In the data below, find the line containing "fn absorb(&mut self, delta: &ChunkDelta)", then set down that line and every later line up to and including the line containing "match self.ingest_one(file, &mut", exactly.

[Stored data entries]
——
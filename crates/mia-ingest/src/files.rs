//! 待摄取文件的描述与收集

use mia_core::{MiaError, Result};
use std::path::{Path, PathBuf};
use tracing::debug;

/// 一个待摄取的候选文件
///
/// 载荷已落在磁盘上（上传暂存目录或外部生产者的投递目录），
/// 流水线按需读取，不在提交时整体载入内存。
#[derive(Debug, Clone)]
pub struct IncomingFile {
    /// 对用户呈现的文件名（多级目录摄取时为相对路径）
    pub original_name: String,
    /// 磁盘上的实际位置
    pub path: PathBuf,
    /// 文件大小（字节）
    pub size: u64,
}

impl IncomingFile {
    /// 从磁盘路径构建
    pub fn from_path(path: PathBuf, original_name: impl Into<String>) -> Result<Self> {
        let size = std::fs::metadata(&path)?.len();
        Ok(Self {
            original_name: original_name.into(),
            path,
            size,
        })
    }
}

/// 递归收集一个目录树下的全部文件
///
/// 结果按相对路径排序，保证同一目录树的多次摄取顺序一致。
pub fn collect_directory(root: &Path) -> Result<Vec<IncomingFile>> {
    if !root.is_dir() {
        return Err(MiaError::Validation(format!("不是目录: {:?}", root)));
    }

    let mut files = Vec::new();
    visit(root, root, &mut files)?;
    files.sort_by(|a, b| a.original_name.cmp(&b.original_name));

    debug!("目录收集完成: {:?} 共 {} 个文件", root, files.len());
    Ok(files)
}

fn visit(root: &Path, dir: &Path, out: &mut Vec<IncomingFile>) -> Result<()> {
    for entry in std::fs::read_dir(dir)? {
        let entry = entry?;
        let path = entry.path();
        let file_type = entry.file_type()?;

        if file_type.is_dir() {
            visit(root, &path, out)?;
        } else if file_type.is_file() {
            let original_name = path
                .strip_prefix(root)
                .unwrap_or(&path)
                .to_string_lossy()
                .to_string();
            let size = entry.metadata()?.len();
            out.push(IncomingFile {
                original_name,
                path,
                size,
            });
        }
    }
    Ok(())
}
//! 分块批处理器
//!
//! 将输入文件列表切为定长块，逐文件驱动 校验 → 提取 → 落盘 → 持久化，
//! 每个文件恰好产生一条结果记录。块结束时释放块内暂存并上报进度，
//! 峰值内存为O(块大小)而非O(文件总数)。

use crate::files::IncomingFile;
use mia_core::{FileOutcome, MiaError, PersistOutcome, Result};
use mia_dicom::{FileValidator, MetadataExtractor};
use mia_database::ImageRepository;
use mia_storage::BlobStorage;
use std::sync::Arc;
use tracing::{debug, info, warn};

/// 一个块处理完成后的进度增量
#[derive(Debug, Default)]
pub struct ChunkDelta {
    /// 块序号（从0开始）
    pub chunk_index: usize,
    /// 本块产生的逐文件结果（含中止时补记的skipped）
    pub outcomes: Vec<FileOutcome>,
    /// 本块产生的警告
    pub warnings: Vec<String>,
    /// 本块触及的检查 (检查UID, 是否新建)
    pub studies: Vec<(String, bool)>,
    /// 本块最后成功归属的检查标签
    pub current_study_label: Option<String>,
}

impl ChunkDelta {
    fn new(chunk_index: usize) -> Self {
        Self {
            chunk_index,
            ..Default::default()
        }
    }
}

/// 整批处理的聚合结果
#[derive(Debug, Default)]
pub struct BatchReport {
    pub outcomes: Vec<FileOutcome>,
    pub warnings: Vec<String>,
    pub successful: usize,
    pub failed: usize,
    pub skipped: usize,
    /// 触及的检查UID（按首次出现排序，去重）
    pub study_uids: Vec<String>,
    /// 新建的检查数
    pub new_studies: usize,
    /// 会话级中止原因；None表示整批正常结束
    pub abort_reason: Option<String>,
}

impl BatchReport {
    fn absorb(&mut self, delta: &ChunkDelta) {
        for outcome in &delta.outcomes {
            match outcome.outcome {
                mia_core::OutcomeKind::Succeeded => self.successful += 1,
                mia_core::OutcomeKind::Failed => self.failed += 1,
                mia_core::OutcomeKind::Skipped => self.skipped += 1,
            }
        }
        self.outcomes.extend(delta.outcomes.iter().cloned());
        self.warnings.extend(delta.warnings.iter().cloned());
        for (uid, created) in &delta.studies {
            if *created {
                self.new_studies += 1;
            }
            if !self.study_uids.iter().any(|u| u == uid) {
                self.study_uids.push(uid.clone());
            }
        }
    }
}

/// 分块批处理器
pub struct BatchProcessor {
    validator: FileValidator,
    extractor: MetadataExtractor,
    storage: Arc<BlobStorage>,
    repository: Arc<dyn ImageRepository>,
    chunk_size: usize,
}

impl BatchProcessor {
    pub fn new(
        validator: FileValidator,
        extractor: MetadataExtractor,
        storage: Arc<BlobStorage>,
        repository: Arc<dyn ImageRepository>,
        chunk_size: usize,
    ) -> Self {
        Self {
            validator,
            extractor,
            storage,
            repository,
            chunk_size: chunk_size.max(1),
        }
    }

    /// 处理一批文件
    ///
    /// 文件按提交顺序处理；文件级/检查级失败只记录结果并继续，
    /// 会话级错误中止剩余批次，未处理的文件补记为skipped，
    /// 已记录的结果全部保留。每个块结束调用一次进度回调。
    pub async fn process(
        &self,
        files: &[IncomingFile],
        mut on_chunk: impl FnMut(&ChunkDelta),
    ) -> BatchReport {
        let mut report = BatchReport::default();
        let mut abort: Option<String> = None;
        let mut idx = 0;
        let mut chunk_index = 0;

        info!(
            "开始批处理: {} 个文件, 块大小 {}",
            files.len(),
            self.chunk_size
        );

        while idx < files.len() && abort.is_none() {
            let end = (idx + self.chunk_size).min(files.len());
            let mut delta = ChunkDelta::new(chunk_index);

            while idx < end {
                let file = &files[idx];
                idx += 1;

                match self.ingest_one(file, &mut delta.warnings).await {
                    Ok((persisted, label)) => {
                        delta
                            .studies
                            .push((persisted.study_uid.clone(), persisted.study_created));
                        delta.current_study_label = Some(label);
                        delta
                            .outcomes
                            .push(FileOutcome::succeeded(&file.original_name));
                    }
                    Err(e) if e.is_session_fatal() => {
                        warn!("会话级错误，中止批次: {}", e);
                        delta
                            .outcomes
                            .push(FileOutcome::failed(&file.original_name, e.reason_code()));
                        abort = Some(e.to_string());
                        break;
                    }
                    Err(e) => {
                        debug!("文件处理失败: {}: {}", file.original_name, e);
                        delta
                            .outcomes
                            .push(FileOutcome::failed(&file.original_name, e.reason_code()));
                    }
                }
            }

            // 块内暂存随delta移交回调后释放，下一块从空暂存开始
            report.absorb(&delta);
            on_chunk(&delta);
            drop(delta);
            chunk_index += 1;
        }

        if let Some(reason) = abort {
            let mut delta = ChunkDelta::new(chunk_index);
            for file in &files[idx..] {
                delta
                    .outcomes
                    .push(FileOutcome::skipped(&file.original_name, "批次已中止"));
            }
            report.absorb(&delta);
            on_chunk(&delta);
            report.abort_reason = Some(reason);
        }

        info!(
            "批处理结束: 成功 {}, 失败 {}, 跳过 {}, 新建检查 {}",
            report.successful, report.failed, report.skipped, report.new_studies
        );
        report
    }

    /// 处理单个文件：校验 → 提取 → 落盘 → 持久化
    async fn ingest_one(
        &self,
        file: &IncomingFile,
        warnings: &mut Vec<String>,
    ) -> Result<(PersistOutcome, String)> {
        self.validator
            .classify(&file.path, &file.original_name, file.size)?;

        let extraction = self.extractor.extract(&file.path, &file.original_name)?;
        warnings.extend(extraction.warnings);
        let metadata = extraction.metadata;

        let data = tokio::fs::read(&file.path)
            .await
            .map_err(|e| MiaError::Storage(format!("读取待摄取文件失败: {}", e)))?;
        let blob = self.storage.store_image(&metadata, &data).await?;
        drop(data);

        let persisted = self.repository.persist_instance(&metadata, &blob).await?;

        let label = match (&metadata.patient_name, &metadata.study_description) {
            (Some(name), _) => format!("{} ({})", name, persisted.study_uid),
            (None, Some(desc)) => format!("{} ({})", desc, persisted.study_uid),
            (None, None) => persisted.study_uid.clone(),
        };
        Ok((persisted, label))
    }
}

#[cfg(test)]
mod tests {
    use super::*;
    use mia_core::OutcomeKind;
    use mia_database::MemoryImageRepository;
    use mia_dicom::fixtures::{write_instance, FixtureInstance};
    use std::path::PathBuf;

    fn temp_dir(name: &str) -> PathBuf {
        let dir = std::env::temp_dir().join("mia-processor-tests").join(name);
        std::fs::create_dir_all(&dir).unwrap();
        dir
    }

    fn wellformed(dir: &PathBuf, name: &str, study: &str, series: &str, sop: &str) -> IncomingFile {
        let path = dir.join(name);
        write_instance(
            &path,
            &FixtureInstance {
                study_uid: Some(study.to_string()),
                series_uid: Some(series.to_string()),
                sop_instance_uid: sop.to_string(),
                modality: "CT".to_string(),
                patient_id: Some("PAT001".to_string()),
                patient_name: Some("Doe^John".to_string()),
                series_number: Some(1),
            },
        )
        .unwrap();
        IncomingFile::from_path(path, name).unwrap()
    }

    fn zero_byte(dir: &PathBuf, name: &str) -> IncomingFile {
        let path = dir.join(name);
        std::fs::write(&path, b"").unwrap();
        IncomingFile::from_path(path, name).unwrap()
    }

    fn garbage(dir: &PathBuf, name: &str) -> IncomingFile {
        let path = dir.join(name);
        std::fs::write(&path, vec![0x55u8; 512]).unwrap();
        IncomingFile::from_path(path, name).unwrap()
    }

    fn processor(repo: Arc<MemoryImageRepository>, test: &str, chunk_size: usize) -> BatchProcessor {
        let storage = Arc::new(BlobStorage::new(temp_dir(test).join("blobs")));
        BatchProcessor::new(
            FileValidator::default(),
            MetadataExtractor::new(),
            storage,
            repo,
            chunk_size,
        )
    }

    fn mixed_batch(dir: &PathBuf) -> Vec<IncomingFile> {
        vec![
            wellformed(dir, "a.dcm", "1.1", "1.1.1", "1.1.1.1"),
            wellformed(dir, "b.dcm", "1.1", "1.1.1", "1.1.1.2"),
            zero_byte(dir, "empty1.dcm"),
            wellformed(dir, "c.dcm", "2.2", "2.2.1", "2.2.1.1"),
            garbage(dir, "noise.dcm"),
            zero_byte(dir, "empty2.dcm"),
            wellformed(dir, "d.dcm", "3.3", "3.3.1", "3.3.1.1"),
        ]
    }

    #[tokio::test]
    async fn test_mixed_batch_outcomes_in_order() {
        let dir = temp_dir("mixed");
        let repo = Arc::new(MemoryImageRepository::new());
        let files = mixed_batch(&dir);

        let report = processor(repo.clone(), "mixed", 3).process(&files, |_| {}).await;

        assert!(report.abort_reason.is_none());
        assert_eq!(report.successful, 4);
        assert_eq!(report.failed, 3);
        assert_eq!(report.skipped, 0);
        // 守恒律：每个输入文件恰好一条结果，顺序与提交一致
        assert_eq!(report.outcomes.len(), files.len());
        let names: Vec<_> = report.outcomes.iter().map(|o| o.filename.as_str()).collect();
        assert_eq!(
            names,
            vec!["a.dcm", "b.dcm", "empty1.dcm", "c.dcm", "noise.dcm", "empty2.dcm", "d.dcm"]
        );

        // 失败原因使用类型化原因码
        assert_eq!(report.outcomes[2].reason.as_deref(), Some("invalid-candidate"));
        assert_eq!(report.outcomes[4].reason.as_deref(), Some("unreadable"));

        // 同检查的两个文件归入一行
        assert_eq!(report.study_uids, vec!["1.1", "2.2", "3.3"]);
        assert_eq!(report.new_studies, 3);
        assert_eq!(repo.study_count().await.unwrap(), 3);
    }

    #[tokio::test]
    async fn test_chunk_size_invariance() {
        for (i, chunk_size) in [1usize, 3, 7, 64].iter().enumerate() {
            let dir = temp_dir(&format!("invariance-{}", i));
            let repo = Arc::new(MemoryImageRepository::new());
            let files = mixed_batch(&dir);

            let report = processor(repo, &format!("invariance-{}", i), *chunk_size)
                .process(&files, |_| {})
                .await;

            assert_eq!(report.successful, 4, "chunk_size={}", chunk_size);
            assert_eq!(report.failed, 3, "chunk_size={}", chunk_size);
            assert_eq!(report.outcomes.len(), 7, "chunk_size={}", chunk_size);
            assert_eq!(report.study_uids, vec!["1.1", "2.2", "3.3"]);
        }
    }

    #[tokio::test]
    async fn test_chunk_callback_runs_per_chunk() {
        let dir = temp_dir("callback");
        let repo = Arc::new(MemoryImageRepository::new());
        let files = mixed_batch(&dir); // 7 个文件

        let mut chunks = Vec::new();
        processor(repo, "callback", 3)
            .process(&files, |delta| chunks.push(delta.outcomes.len()))
            .await;

        assert_eq!(chunks, vec![3, 3, 1]);
    }

    #[tokio::test]
    async fn test_reupload_attaches_to_existing_studies() {
        let dir = temp_dir("reupload");
        let repo = Arc::new(MemoryImageRepository::new());
        let files = vec![
            wellformed(&dir, "a.dcm", "1.1", "1.1.1", "1.1.1.1"),
            wellformed(&dir, "b.dcm", "2.2", "2.2.1", "2.2.1.1"),
            wellformed(&dir, "c.dcm", "3.3", "3.3.1", "3.3.1.1"),
        ];

        let p = processor(repo.clone(), "reupload", 50);
        let first = p.process(&files, |_| {}).await;
        assert_eq!(first.successful, 3);
        assert_eq!(first.new_studies, 3);

        // 再次摄取同样的文件：附着到已有检查，不新建
        let second = p.process(&files, |_| {}).await;
        assert_eq!(second.successful, 3);
        assert_eq!(second.new_studies, 0);
        assert_eq!(repo.study_count().await.unwrap(), 3);
    }

    #[tokio::test]
    async fn test_session_abort_preserves_outcomes_and_skips_rest() {
        let dir = temp_dir("abort");
        let repo = Arc::new(MemoryImageRepository::new());
        let files = vec![
            wellformed(&dir, "a.dcm", "1.1", "1.1.1", "1.1.1.1"),
            wellformed(&dir, "b.dcm", "1.1", "1.1.1", "1.1.1.2"),
            wellformed(&dir, "c.dcm", "2.2", "2.2.1", "2.2.1.1"),
            wellformed(&dir, "d.dcm", "3.3", "3.3.1", "3.3.1.1"),
            wellformed(&dir, "e.dcm", "4.4", "4.4.1", "4.4.1.1"),
            wellformed(&dir, "f.dcm", "5.5", "5.5.1", "5.5.1.1"),
        ];

        // 第一块正常结束后注入存储中断
        let inject = repo.clone();
        let report = processor(repo, "abort", 2)
            .process(&files, move |delta| {
                if delta.chunk_index == 0 {
                    inject.inject_failure(true);
                }
            })
            .await;

        assert!(report.abort_reason.is_some());
        assert_eq!(report.successful, 2);
        assert_eq!(report.failed, 1);
        assert_eq!(report.skipped, 3);
        assert_eq!(report.outcomes.len(), 6);
        assert_eq!(report.outcomes[2].reason.as_deref(), Some("database-error"));
        assert_eq!(report.outcomes[3].outcome, OutcomeKind::Skipped);
        // 已成功的文件不回滚
        assert_eq!(report.study_uids, vec!["1.1"]);
    }

    #[tokio::test]
    async fn test_empty_batch() {
        let repo = Arc::new(MemoryImageRepository::new());
        let report = processor(repo, "empty", 10).process(&[], |_| {}).await;

        assert!(report.abort_reason.is_none());
        assert_eq!(report.outcomes.len(), 0);
    }
}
——
Response box:
    fn absorb(&mut self, delta: &ChunkDelta) {
        for outcome in &delta.outcomes {
            match outcome.outcome {
                mia_core::OutcomeKind::Succeeded => self.successful += 1,
                mia_core::OutcomeKind::Failed => self.failed += 1,
                mia_core::OutcomeKind::Skipped => self.skipped += 1,
            }
        }
        self.outcomes.extend(delta.outcomes.iter().cloned());
        self.warnings.extend(delta.warnings.iter().cloned());
        for (uid, created) in &delta.studies {
            if *created {
                self.new_studies += 1;
            }
            if !self.study_uids.iter().any(|u| u == uid) {
                self.study_uids.push(uid.clone());
            }
        }
    }
}

/// 分块批处理器
pub struct BatchProcessor {
    validator: FileValidator,
    extractor: MetadataExtractor,
    storage: Arc<BlobStorage>,
    repository: Arc<dyn ImageRepository>,
    chunk_size: usize,
}

impl BatchProcessor {
    pub fn new(
        validator: FileValidator,
        extractor: MetadataExtractor,
        storage: Arc<BlobStorage>,
        repository: Arc<dyn ImageRepository>,
        chunk_size: usize,
    ) -> Self {
        Self {
            validator,
            extractor,
            storage,
            repository,
            chunk_size: chunk_size.max(1),
        }
    }

    /// 处理一批文件
    ///
    /// 文件按提交顺序处理；文件级/检查级失败只记录结果并继续，
    /// 会话级错误中止剩余批次，未处理的文件补记为skipped，
    /// 已记录的结果全部保留。每个块结束调用一次进度回调。
    pub async fn process(
        &self,
        files: &[IncomingFile],
        mut on_chunk: impl FnMut(&ChunkDelta),
    ) -> BatchReport {
        let mut report = BatchReport::default();
        let mut abort: Option<String> = None;
        let mut idx = 0;
        let mut chunk_index = 0;

        info!(
            "开始批处理: {} 个文件, 块大小 {}",
            files.len(),
            self.chunk_size
        );

        while idx < files.len() && abort.is_none() {
            let end = (idx + self.chunk_size).min(files.len());
            let mut delta = ChunkDelta::new(chunk_index);

            while idx < end {
                let file = &files[idx];
                idx += 1;

                match self.ingest_one(file, &mut delta.warnings).await {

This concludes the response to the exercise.